If it sounds unrealistic to believe that Korean churches would repent and embrace such an approach, it did to Kim Kyo-Shin as well; but this did not stop him from believing that God would bring it to pass. As he wrote in the first issue of his magazine in 1927:

‘Sungsuh-Chosun’!  You shall go to Koreans who have Korean spirit rather than to so-called established Christians!  Go to countryside, to mountain villages; make it your mission to comfort a woodcutter (Kim, 2012, 214).

 If comforting a woodcutter does not sound like the start of the kind of international Biblical revolution that Kim Kyo Shin advocated, it is only because our understanding of what it takes to make a Christian is shaped more by proselytization and church growth strategies than by the experience of teaching that leads to genuine conversion and personal transformation. For Kim Kyo Shin, such teaching only ever happened in small numbers, and it always happened over time. His own work reflected this patient, intimate approach. As the compiler of his collected works noted, “Subscribers (to Sungsuh-Chosun) numbered 300 at the most and associate members were not over 10–20. At times, he continued Bible study with one audience in his living room for some time. He did this, saying, ‘A true regeneration of Christian occurs once over 3 years, one or two in 5 years, or 3 or less in 10 years’” (Kim, 2012, 178). If it was a strategy that was sand is unusual to Korean, it does not appear to be unusual by New Testament standards.

It was the New Testament that Kim Kyo Shin took as his sole standard, using this as the measure to evaluate the Korean church and the fruit of its labor. He grieved that the Korean church portrayed Christianity “as a path, not to the cross, but to health and material well-being” (Wells, 2001, 168). He quoted Mark 8:32-38 (in which Jesus rebukes Peter for failing to see the necessity of the Cross) and Luke 12:49-53 (in which Jesus warns that his word will divide families and bring fire to the earth) and urged Korean Christians to renounce the world’s ideas of power, along with Western-influenced conceptions of the Christian faith (Wells, 2001, 168).

All of this brings us back to the KPC ordination study guide with which this essay began. The guide asks, “What were the problems of the Non-Church Movement by Gyo Sin Kim?” It answers its own question by saying that the problems were the rejection of the established church, the denial of the church’s authority and ordination, and the refusal of baptism and communion (KPCA Ordination Exam, 2015).

It is not hard to imagine Kim Kyo Shin replying to the examiners that in fact the problem of the Korean church is that tends to regard such things as serious problems while neglecting its divine mandate for national and personal transformation.
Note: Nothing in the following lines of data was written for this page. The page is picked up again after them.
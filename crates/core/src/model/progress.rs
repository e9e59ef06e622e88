use chrono::{DateTime, Utc};
use serde::Serialize;
use std::collections::HashMap;
use thiserror::Error;

use crate::model::ids::QuestionId;

#[derive(Debug, Error, Clone, PartialEq, Eq)]
#[non_exhaustive]
pub enum ProgressError {
    #[error("correct count ({correct}) exceeds appearances ({appearances})")]
    CorrectExceedsAppearances { appearances: u32, correct: u32 },
}

/// How often a question has been shown and answered correctly.
#[derive(Debug, Clone, Copy, PartialEq, Eq, Default, Serialize)]
pub struct ProgressRecord {
    appearances: u32,
    correct_count: u32,
    last_seen: Option<DateTime<Utc>>,
}

impl ProgressRecord {
    /// Rehydrate a record from storage.
    ///
    /// # Errors
    ///
    /// Returns `ProgressError::CorrectExceedsAppearances` if the counters are
    /// inconsistent.
    pub fn from_persisted(
        appearances: u32,
        correct_count: u32,
        last_seen: Option<DateTime<Utc>>,
    ) -> Result<Self, ProgressError> {
        if correct_count > appearances {
            return Err(ProgressError::CorrectExceedsAppearances {
                appearances,
                correct: correct_count,
            });
        }
        Ok(Self {
            appearances,
            correct_count,
            last_seen,
        })
    }

    #[must_use]
    pub fn appearances(&self) -> u32 {
        self.appearances
    }

    #[must_use]
    pub fn correct_count(&self) -> u32 {
        self.correct_count
    }

    #[must_use]
    pub fn last_seen(&self) -> Option<DateTime<Utc>> {
        self.last_seen
    }

    /// Share of correct answers, `None` when never shown.
    #[must_use]
    pub fn accuracy(&self) -> Option<f64> {
        if self.appearances == 0 {
            None
        } else {
            Some(f64::from(self.correct_count) / f64::from(self.appearances))
        }
    }

    /// Returns the record after one more answer.
    ///
    /// Only progress stores call this; selection never mutates progress.
    #[must_use]
    pub fn record_answer(self, was_correct: bool, at: DateTime<Utc>) -> Self {
        let appearances = self.appearances.saturating_add(1);
        let correct_count = if was_correct {
            self.correct_count.saturating_add(1).min(appearances)
        } else {
            self.correct_count
        };
        Self {
            appearances,
            correct_count,
            last_seen: Some(at),
        }
    }
}

/// Point-in-time copy of all progress records, keyed by question.
#[derive(Debug, Clone, PartialEq, Eq, Default, Serialize)]
#[serde(transparent)]
pub struct ProgressSnapshot {
    records: HashMap<QuestionId, ProgressRecord>,
}

impl ProgressSnapshot {
    #[must_use]
    pub fn new() -> Self {
        Self::default()
    }

    #[must_use]
    pub fn get(&self, id: QuestionId) -> Option<&ProgressRecord> {
        self.records.get(&id)
    }

    pub fn insert(&mut self, id: QuestionId, record: ProgressRecord) {
        self.records.insert(id, record);
    }

    #[must_use]
    pub fn len(&self) -> usize {
        self.records.len()
    }

    #[must_use]
    pub fn is_empty(&self) -> bool {
        self.records.is_empty()
    }

    pub fn iter(&self) -> impl Iterator<Item = (&QuestionId, &ProgressRecord)> {
        self.records.iter()
    }

    /// Number of questions that were shown at least once.
    #[must_use]
    pub fn questions_seen(&self) -> usize {
        self.records.values().filter(|r| r.appearances > 0).count()
    }
}

impl FromIterator<(QuestionId, ProgressRecord)> for ProgressSnapshot {
    fn from_iter<T: IntoIterator<Item = (QuestionId, ProgressRecord)>>(iter: T) -> Self {
        Self {
            records: iter.into_iter().collect(),
        }
    }
}

#[cfg(test)]
mod tests {
    use super::*;
    use crate::time::fixed_now;

    #[test]
    fn rejects_more_correct_than_appearances() {
        let err = ProgressRecord::from_persisted(2, 3, None).unwrap_err();
        assert_eq!(
            err,
            ProgressError::CorrectExceedsAppearances {
                appearances: 2,
                correct: 3
            }
        );
    }

    #[test]
    fn record_answer_increments_counters() {
        let now = fixed_now();
        let record = ProgressRecord::default()
            .record_answer(true, now)
            .record_answer(false, now);
        assert_eq!(record.appearances(), 2);
        assert_eq!(record.correct_count(), 1);
        assert_eq!(record.last_seen(), Some(now));
        assert_eq!(record.accuracy(), Some(0.5));
    }

    #[test]
    fn unseen_record_has_no_accuracy() {
        assert_eq!(ProgressRecord::default().accuracy(), None);
    }

    #[test]
    fn snapshot_counts_seen_questions() {
        let now = fixed_now();
        let snapshot: ProgressSnapshot = [
            (QuestionId::new(1), ProgressRecord::default().record_answer(true, now)),
            (QuestionId::new(2), ProgressRecord::default()),
        ]
        .into_iter()
        .collect();
        assert_eq!(snapshot.len(), 2);
        assert_eq!(snapshot.questions_seen(), 1);
    }
}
In this day in which the decline of the Korean church has begun, it is not hard to imagine that perhaps he may be right.

 

Works Cited

Hwang, S.C. 2012. A theological analysis of the Non-Church Movement in Korea with a special reference to the formation of its spirituality. Birmingham, UK: University of Birmingham.

Kim, J.C. 2012. Recollection of Kyo-Shin Kim. BibleKorea.net. Accessed November 30, 2015 at http://www.biblekorea.net/articles/Recollection_of_Kyo-shin_Kim.doc.

KPCA Ordination Exam. 2015. Korean Church History. Accessed December 2, 2015 at http://www.kpcaep.org/wp-content/uploads/2015/07/Korean_Church_History_Study.pdf.

Lee, S.C. 2011. Revisiting the Confucian norms in Korean church growth. International Journal of Humanities and Social Sciences, 1(13): 87-103.

Wells, K.M. 2001. Providence and power: Korean Protestant responses to Japanese imperialism. In Reading Asia: New research in Asian studies, ed. F.H. Huskin and D. van der Meij. London: Routledge Curzon, 154-172.